→ **About this exercise**
Reproduce every record precisely, leaving no line out.

→ **Data shown**
------------------------------------

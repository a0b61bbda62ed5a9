//! Per-logger-name minimum levels
//!
//! A filter string is a comma/space separated list of `name:level` pairs.
//! Entries without a `:` are dropped; entries whose level is unknown are
//! kept with the unknown-level fallback (error only).

use super::bootstrap::BootstrapLogger;
use super::config::split_list;
use super::log_level::{resolve, LevelFilter};
use std::collections::HashMap;

#[derive(Debug, Clone, Default, PartialEq, Eq)]
pub struct FilterRules {
    rules: HashMap<String, LevelFilter>,
}

impl FilterRules {
    pub fn new() -> Self {
        Self::default()
    }

    pub fn parse(filters: &str, diagnostics: &BootstrapLogger) -> Self {
        let mut rules = HashMap::new();
        for item in split_list(filters) {
            // Only the first two `:`-separated parts count.
            let mut parts = item.split(':');
            if let (Some(name), Some(level)) = (parts.next(), parts.next()) {
                rules.insert(name.to_string(), resolve(level, diagnostics));
            }
        }
        Self { rules }
    }

    #[must_use]
    pub fn with(mut self, name: impl Into<String>, level: LevelFilter) -> Self {
        self.rules.insert(name.into(), level);
        self
    }

    pub fn get(&self, name: &str) -> Option<LevelFilter> {
        self.rules.get(name).copied()
    }

    /// The rule for `name`, or `fallback` when there is none
    pub fn level_for(&self, name: &str, fallback: LevelFilter) -> LevelFilter {
        self.get(name).unwrap_or(fallback)
    }

    /// Copy every rule of `other` whose name is not present yet.
    ///
    /// Used both to layer defaults under a mode's own rules and to build the
    /// process-wide table where the first mode to name a logger wins.
    pub fn merge_missing(&mut self, other: &FilterRules) {
        for (name, level) in &other.rules {
            self.rules.entry(name.clone()).or_insert(*level);
        }
    }

    pub fn iter(&self) -> impl Iterator<Item = (&str, LevelFilter)> {
        self.rules.iter().map(|(k, v)| (k.as_str(), *v))
    }

    pub fn len(&self) -> usize {
        self.rules.len()
    }

    pub fn is_empty(&self) -> bool {
        self.rules.is_empty()
    }
}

------------------------------------

→ **Exercise output**
repository a0b61bbda62ed5a9
//! Per-logger-name minimum levels
//!
//! A filter string is a comma/space separated list of `name:level` pairs.
//! Entries without a `:` are dropped; entries whose level is unknown are
//! kept with the unknown-level fallback (error only).

use super::bootstrap::BootstrapLogger;
use super::config::split_list;
use super::log_level::{resolve, LevelFilter};
use std::collections::HashMap;

#[derive(Debug, Clone, Default, PartialEq, Eq)]
pub struct FilterRules {
    rules: HashMap<String, LevelFilter>,
}

impl FilterRules {
    pub fn new() -> Self {
        Self::default()
    }

    pub fn parse(filters: &str, diagnostics: &BootstrapLogger) -> Self {
        let mut rules = HashMap::new();
        for item in split_list(filters) {
            // Only the first two `:`-separated parts count.
            let mut parts = item.split(':');
            if let (Some(name), Some(level)) = (parts.next(), parts.next()) {
                rules.insert(name.to_string(), resolve(level, diagnostics));
            }
        }
        Self { rules }
    }

    #[must_use]
    pub fn with(mut self, name: impl Into<String>, level: LevelFilter) -> Self {
        self.rules.insert(name.into(), level);
        self
    }

    pub fn get(&self, name: &str) -> Option<LevelFilter> {
        self.rules.get(name).copied()
    }

    /// The rule for `name`, or `fallback` when there is none
    pub fn level_for(&self, name: &str, fallback: LevelFilter) -> LevelFilter {
        self.get(name).unwrap_or(fallback)
    }

    /// Copy every rule of `other` whose name is not present yet.
    ///
    /// Used both to layer defaults under a mode's own rules and to build the
    /// process-wide table where the first mode to name a logger wins.
    pub fn merge_missing(&mut self, other: &FilterRules) {
        for (name, level) in &other.rules {
            self.rules.entry(name.clone()).or_insert(*level);
        }
    }

    pub fn iter(&self) -> impl Iterator<Item = (&str, LevelFilter)> {
        self.rules.iter().map(|(k, v)| (k.as_str(), *v))
    }

    pub fn len(&self) -> usize {
        self.rules.len()
    }

    pub fn is_empty(&self) -> bool {
        self.rules.is_empty()
    }
}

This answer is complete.